(Collected data entries)
※

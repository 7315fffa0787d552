//! # Channel Subscriptions
//!
//! Receiving side of a `DirectChannel`.

use std::pin::Pin;
use std::task::{Context, Poll};
use stream_types::Message;
use thiserror::Error;
use tokio::sync::broadcast;
use tokio_stream::wrappers::errors::BroadcastStreamRecvError;
use tokio_stream::wrappers::BroadcastStream;
use tokio_stream::Stream;
use tracing::warn;

/// Errors from subscription operations.
#[derive(Debug, Error, Clone, PartialEq, Eq)]
pub enum SubscriptionError {
    /// Every sender of the channel was dropped.
    #[error("Channel closed")]
    Closed,
}

/// Handle for receiving messages from one channel.
pub struct ChannelSubscription {
    channel: String,
    receiver: broadcast::Receiver<Message>,
}

impl ChannelSubscription {
    pub(crate) fn new(channel: String, receiver: broadcast::Receiver<Message>) -> Self {
        Self { channel, receiver }
    }

    /// Name of the channel this subscription reads from.
    #[must_use]
    pub fn channel(&self) -> &str {
        &self.channel
    }

    /// Receive the next message.
    ///
    /// # Returns
    ///
    /// - `Some(message)` - The next message
    /// - `None` - The channel was dropped
    pub async fn recv(&mut self) -> Option<Message> {
        loop {
            match self.receiver.recv().await {
                Ok(message) => return Some(message),
                Err(broadcast::error::RecvError::Closed) => return None,
                Err(broadcast::error::RecvError::Lagged(count)) => {
                    warn!(channel = %self.channel, lagged = count, "Subscriber lagged, messages dropped");
                }
            }
        }
    }

    /// Receive without waiting.
    ///
    /// # Returns
    ///
    /// - `Ok(Some(message))` - A message was available
    /// - `Ok(None)` - Nothing buffered
    /// - `Err(SubscriptionError::Closed)` - The channel was dropped
    pub fn try_recv(&mut self) -> Result<Option<Message>, SubscriptionError> {
        loop {
            match self.receiver.try_recv() {
                Ok(message) => return Ok(Some(message)),
                Err(broadcast::error::TryRecvError::Empty) => return Ok(None),
                Err(broadcast::error::TryRecvError::Closed) => {
                    return Err(SubscriptionError::Closed)
                }
                Err(broadcast::error::TryRecvError::Lagged(_)) => continue,
            }
        }
    }

    /// Convert into a `Stream` of messages.
    #[must_use]
    pub fn into_stream(self) -> ChannelStream {
        ChannelStream {
            channel: self.channel,
            inner: BroadcastStream::new(self.receiver),
        }
    }
}

/// `Stream` adapter over a subscription. Lagged gaps are logged and skipped.
pub struct ChannelStream {
    channel: String,
    inner: BroadcastStream<Message>,
}

impl Stream for ChannelStream {
    type Item = Message;

    fn poll_next(mut self: Pin<&mut Self>, cx: &mut Context<'_>) -> Poll<Option<Self::Item>> {
        loop {
            match Pin::new(&mut self.inner).poll_next(cx) {
                Poll::Ready(Some(Ok(message))) => return Poll::Ready(Some(message)),
                Poll::Ready(Some(Err(BroadcastStreamRecvError::Lagged(count)))) => {
                    warn!(channel = %self.channel, lagged = count, "Stream lagged, messages dropped");
                }
                Poll::Ready(None) => return Poll::Ready(None),
                Poll::Pending => return Poll::Pending,
            }
        }
    }
}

※

DIRECTIONS >> Output the records in full. Match them exactly.

WORKED SOLUTION >>
repository 7315fffa0787d552
//! # Channel Subscriptions
//!
//! Receiving side of a `DirectChannel`.

use std::pin::Pin;
use std::task::{Context, Poll};
use stream_types::Message;
use thiserror::Error;
use tokio::sync::broadcast;
use tokio_stream::wrappers::errors::BroadcastStreamRecvError;
use tokio_stream::wrappers::BroadcastStream;
use tokio_stream::Stream;
use tracing::warn;

/// Errors from subscription operations.
#[derive(Debug, Error, Clone, PartialEq, Eq)]
pub enum SubscriptionError {
    /// Every sender of the channel was dropped.
    #[error("Channel closed")]
    Closed,
}

/// Handle for receiving messages from one channel.
pub struct ChannelSubscription {
    channel: String,
    receiver: broadcast::Receiver<Message>,
}

impl ChannelSubscription {
    pub(crate) fn new(channel: String, receiver: broadcast::Receiver<Message>) -> Self {
        Self { channel, receiver }
    }

    /// Name of the channel this subscription reads from.
    #[must_use]
    pub fn channel(&self) -> &str {
        &self.channel
    }

    /// Receive the next message.
    ///
    /// # Returns
    ///
    /// - `Some(message)` - The next message
    /// - `None` - The channel was dropped
    pub async fn recv(&mut self) -> Option<Message> {
        loop {
            match self.receiver.recv().await {
                Ok(message) => return Some(message),
                Err(broadcast::error::RecvError::Closed) => return None,
                Err(broadcast::error::RecvError::Lagged(count)) => {
                    warn!(channel = %self.channel, lagged = count, "Subscriber lagged, messages dropped");
                }
            }
        }
    }

    /// Receive without waiting.
    ///
    /// # Returns
    ///
    /// - `Ok(Some(message))` - A message was available
    /// - `Ok(None)` - Nothing buffered
    /// - `Err(SubscriptionError::Closed)` - The channel was dropped
    pub fn try_recv(&mut self) -> Result<Option<Message>, SubscriptionError> {
        loop {
            match self.receiver.try_recv() {
                Ok(message) => return Ok(Some(message)),
                Err(broadcast::error::TryRecvError::Empty) => return Ok(None),
                Err(broadcast::error::TryRecvError::Closed) => {
                    return Err(SubscriptionError::Closed)
                }
                Err(broadcast::error::TryRecvError::Lagged(_)) => continue,
            }
        }
    }

    /// Convert into a `Stream` of messages.
    #[must_use]
    pub fn into_stream(self) -> ChannelStream {
        ChannelStream {
            channel: self.channel,
            inner: BroadcastStream::new(self.receiver),
        }
    }
}

/// `Stream` adapter over a subscription. Lagged gaps are logged and skipped.
pub struct ChannelStream {
    channel: String,
    inner: BroadcastStream<Message>,
}

impl Stream for ChannelStream {
    type Item = Message;

    fn poll_next(mut self: Pin<&mut Self>, cx: &mut Context<'_>) -> Poll<Option<Self::Item>> {
        loop {
            match Pin::new(&mut self.inner).poll_next(cx) {
                Poll::Ready(Some(Ok(message))) => return Poll::Ready(Some(message)),
                Poll::Ready(Some(Err(BroadcastStreamRecvError::Lagged(count)))) => {
                    warn!(channel = %self.channel, lagged = count, "Stream lagged, messages dropped");
                }
                Poll::Ready(None) => return Poll::Ready(None),
                Poll::Pending => return Poll::Pending,
            }
        }
    }
}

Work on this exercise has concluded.